• **Activity**
Your task is to quote the listing below exactly, beginning with its first line and ending on the line bearing "use crate::config::FeedConfig;".

• **Recorded data**
//! WebSocket subscription to the feed.
//!
//! Receives are bounded by a read timeout and surfaced as an explicit
//! [`FeedPoll`] so the consumer loop has an ordinary exit condition for
//! every way a receive can end.

use async_trait::async_trait;
use futures::StreamExt;
use snafu::prelude::*;
use std::time::Duration;
use tokio::net::TcpStream;
use tokio_tungstenite::tungstenite::Message;
use tokio_tungstenite::tungstenite::error::{Error as WsError, ProtocolError};
use tokio_tungstenite::{MaybeTlsStream, WebSocketStream, connect_async};
use tracing::{debug, info};

use crate::config::FeedConfig;
use crate::cursor::Cursor;
use crate::error::{ConnectSnafu, FeedError, ReceiveSnafu};
use crate::feed::FeedEvent;

/// Result of one receive attempt on the feed.
#[derive(Debug)]
pub enum FeedPoll {
    /// An event arrived.
    Event(FeedEvent),
    /// The remote side closed the subscription. Expected steady-state,
    /// never an error.
    StreamEnded,
    /// No event arrived within the read timeout.
    TimedOut,
}

/// A live source of feed events.
#[async_trait]
pub trait EventSource: Send {
    /// Receive the next event, bounded by the configured read timeout.
    async fn next_event(&mut self) -> Result<FeedPoll, FeedError>;
}

/// Opens one subscription per ingestion cycle, positioned at a cursor.
#[async_trait]
pub trait FeedConnector: Send + Sync {
    /// Open a subscription at `cursor`; `None` means the live tip.
    async fn connect(&self, cursor: Option<&Cursor>) -> Result<Box<dyn EventSource>, FeedError>;
}

/// An open WebSocket subscription.
pub struct Subscription {
    stream: WebSocketStream<MaybeTlsStream<TcpStream>>,
    read_timeout: Duration,
}

impl Subscription {
    /// Connect to the given subscribe URL.
    pub async fn open(url: &str, read_timeout: Duration) -> Result<Self, FeedError> {
        let (stream, response) = connect_async(url).await.context(ConnectSnafu { url })?;
        debug!(status = %response.status(), "Subscription established");

        Ok(Self {
            stream,
            read_timeout,
        })
    }
}

#[async_trait]
impl EventSource for Subscription {
    async fn next_event(&mut self) -> Result<FeedPoll, FeedError> {
        loop {
            let message = match tokio::time::timeout(self.read_timeout, self.stream.next()).await {
                Err(_) => return Ok(FeedPoll::TimedOut),
                Ok(None) => return Ok(FeedPoll::StreamEnded),
                Ok(Some(message)) => message,
            };

            match message {
                Ok(Message::Text(text)) => {
                    return Ok(FeedPoll::Event(FeedEvent::from_raw(text.as_str().to_owned())));
                }
                Ok(Message::Close(frame)) => {
                    info!("Feed closed the subscription: {:?}", frame);
                    return Ok(FeedPoll::StreamEnded);
                }
                // Pings are answered by the protocol layer; binary frames
                // are not part of the plain-JSON subscription.
                Ok(_) => continue,
                Err(WsError::ConnectionClosed | WsError::AlreadyClosed) => {
                    return Ok(FeedPoll::StreamEnded);
                }
                Err(WsError::Protocol(ProtocolError::ResetWithoutClosingHandshake)) => {
                    info!("Feed dropped without a closing handshake");
                    return Ok(FeedPoll::StreamEnded);
                }
                Err(source) => return Err(source).context(ReceiveSnafu),
            }
        }
    }
}

/// Connector for jetstream-style feeds
/// (`<endpoint>/subscribe?wantedCollections=<filter>&cursor=<cursor>`).
pub struct Jetstream {
    config: FeedConfig,
}

impl Jetstream {
    pub fn new(config: FeedConfig) -> Self {
        Self { config }
    }

    /// Build the subscribe URL. An empty cursor means "from now".
    fn subscribe_url(&self, cursor: Option<&Cursor>) -> String {
        format!(
            "{}/subscribe?wantedCollections={}&cursor={}",
            self.config.endpoint,
            self.config.wanted_collections,
            cursor.map(Cursor::as_str).unwrap_or_default(),
        )
    }
}

#[async_trait]
impl FeedConnector for Jetstream {
    async fn connect(&self, cursor: Option<&Cursor>) -> Result<Box<dyn EventSource>, FeedError> {
        let url = self.subscribe_url(cursor);
        info!("Subscribing at {}", url);

        let subscription =
            Subscription::open(&url, Duration::from_secs(self.config.read_timeout_secs)).await?;
        Ok(Box::new(subscription))
    }
}

#[cfg(test)]
mod tests {
    use super::*;

    fn jetstream() -> Jetstream {
        Jetstream::new(FeedConfig {
            endpoint: "wss://jetstream1.us-east.bsky.network".to_string(),
            wanted_collections: "app.*".to_string(),
            read_timeout_secs: 30,
        })
    }

    #[test]
    fn test_subscribe_url_with_cursor() {
        let cursor = Cursor::from_micros(1733000000000000);
        assert_eq!(
            jetstream().subscribe_url(Some(&cursor)),
            "wss://jetstream1.us-east.bsky.network/subscribe?wantedCollections=app.*&cursor=1733000000000000"
        );
    }

    #[test]
    fn test_subscribe_url_live_tip() {
        assert_eq!(
            jetstream().subscribe_url(None),
            "wss://jetstream1.us-east.bsky.network/subscribe?wantedCollections=app.*&cursor="
        );
    }
}
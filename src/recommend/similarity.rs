//! Cosine similarity kernels.

use crate::error::{Result, SonanceError};
use crate::primitives::{Matrix, Vector};

/// Norms at or below this count as zero in [`cosine_similarities`], whose
/// inputs are standardized (unit scale per column).
pub const ZERO_NORM_TOLERANCE: f32 = 1e-6;

/// Cosine similarity of two equal-length slices, computed in f64.
///
/// Returns `None` if either slice has zero norm (the angle is undefined).
/// The result is clamped to [-1, 1].
///
/// # Examples
///
/// ```
/// use sonance::recommend::cosine_similarity;
///
/// let s = cosine_similarity(&[1.0, 0.0], &[-2.0, 0.0]).unwrap();
/// assert!((s + 1.0).abs() < 1e-6);
/// assert!(cosine_similarity(&[0.0, 0.0], &[1.0, 0.0]).is_none());
/// ```
#[must_use]
pub fn cosine_similarity(a: &[f32], b: &[f32]) -> Option<f32> {
    cosine_above(a, b, 0.0)
}

/// Cosine similarity, `None` unless both norms exceed `min_norm`.
fn cosine_above(a: &[f32], b: &[f32], min_norm: f64) -> Option<f32> {
    debug_assert_eq!(a.len(), b.len());

    let mut dot = 0.0_f64;
    let mut norm_a = 0.0_f64;
    let mut norm_b = 0.0_f64;
    for (&x, &y) in a.iter().zip(b) {
        let (x, y) = (f64::from(x), f64::from(y));
        dot += x * y;
        norm_a += x * x;
        norm_b += y * y;
    }

    let (norm_a, norm_b) = (norm_a.sqrt(), norm_b.sqrt());
    if norm_a <= min_norm || norm_b <= min_norm {
        return None;
    }

    let sim = dot / (norm_a * norm_b);
    Some(sim.clamp(-1.0, 1.0) as f32)
}

/// Cosine similarity between `query` and every row of `rows`.
///
/// Rows with a norm at or below [`ZERO_NORM_TOLERANCE`] score 0.0.
///
/// # Errors
///
/// - [`SonanceError::DimensionMismatch`] if the query length differs from
///   the row width
/// - [`SonanceError::ZeroVector`] if the query norm is at or below
///   [`ZERO_NORM_TOLERANCE`] (or not finite)
pub fn cosine_similarities(query: &Vector<f32>, rows: &Matrix<f32>) -> Result<Vec<f32>> {
    if query.len() != rows.n_cols() {
        return Err(SonanceError::dimension_mismatch(
            "query",
            rows.n_cols(),
            query.len(),
        ));
    }

    let query_norm = query.norm();
    if query_norm <= ZERO_NORM_TOLERANCE || !query_norm.is_finite() {
        return Err(SonanceError::ZeroVector);
    }

    let min_norm = f64::from(ZERO_NORM_TOLERANCE);
    Ok(rows
        .rows_iter()
        .map(|row| cosine_above(query.as_slice(), row, min_norm).unwrap_or(0.0))
        .collect())
}
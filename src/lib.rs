//! Sonance: content-based item similarity over standardized audio features.
//!
//! Given a catalog of items described by numeric features (danceability,
//! energy, tempo, ...) and a few seed items a user likes, sonance ranks the
//! rest of the catalog by how closely each item matches the seeds' average
//! profile. Features are z-score standardized first so that tempo in BPM and
//! loudness in dB weigh the same as the unit-interval features.
//!
//! # Quick Start
//!
//! ```
//! use sonance::prelude::*;
//!
//! let catalog = Catalog::with_default_features(vec![
//!     Item::new("t1", vec![0.80, 0.90, 128.0, 0.70, 0.05, -4.0]).with_title("Upbeat"),
//!     Item::new("t2", vec![0.75, 0.85, 124.0, 0.65, 0.10, -5.0]).with_title("Also Upbeat"),
//!     Item::new("t3", vec![0.30, 0.20, 70.0, 0.20, 0.90, -14.0]).with_title("Ballad"),
//!     Item::new("t4", vec![0.35, 0.25, 76.0, 0.25, 0.85, -12.0]).with_title("Slow One"),
//! ]).unwrap();
//!
//! let recommender = Recommender::fit(catalog).unwrap();
//! let recs = recommender.recommend(&["t1"], 2).unwrap();
//!
//! assert_eq!(recs[0].id, "t2");
//! assert!(recs.iter().all(|r| r.id != "t1"));
//! ```
//!
//! # Modules
//!
//! - [`primitives`]: Core Vector and Matrix types
//! - [`catalog`]: Items, feature columns and identifier lookup
//! - [`data`]: CSV catalog loading with missing-value policies
//! - [`preprocessing`]: Z-score standardization and the scaler artifact
//! - [`recommend`]: Taste vectors, cosine ranking and hot-swappable engines
//! - [`search`]: Fuzzy title/artist lookup for free-text seeds

pub mod catalog;
pub mod data;
pub mod error;
pub mod prelude;
pub mod preprocessing;
pub mod primitives;
pub mod recommend;
pub mod search;
pub mod traits;

pub use error::{Result, SonanceError};
pub use primitives::{Matrix, Vector};
pub use traits::Transformer;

• **Exercise response**
//! WebSocket subscription to the feed.
//!
//! Receives are bounded by a read timeout and surfaced as an explicit
//! [`FeedPoll`] so the consumer loop has an ordinary exit condition for
//! every way a receive can end.

use async_trait::async_trait;
use futures::StreamExt;
use snafu::prelude::*;
use std::time::Duration;
use tokio::net::TcpStream;
use tokio_tungstenite::tungstenite::Message;
use tokio_tungstenite::tungstenite::error::{Error as WsError, ProtocolError};
use tokio_tungstenite::{MaybeTlsStream, WebSocketStream, connect_async};
use tracing::{debug, info};

use crate::config::FeedConfig;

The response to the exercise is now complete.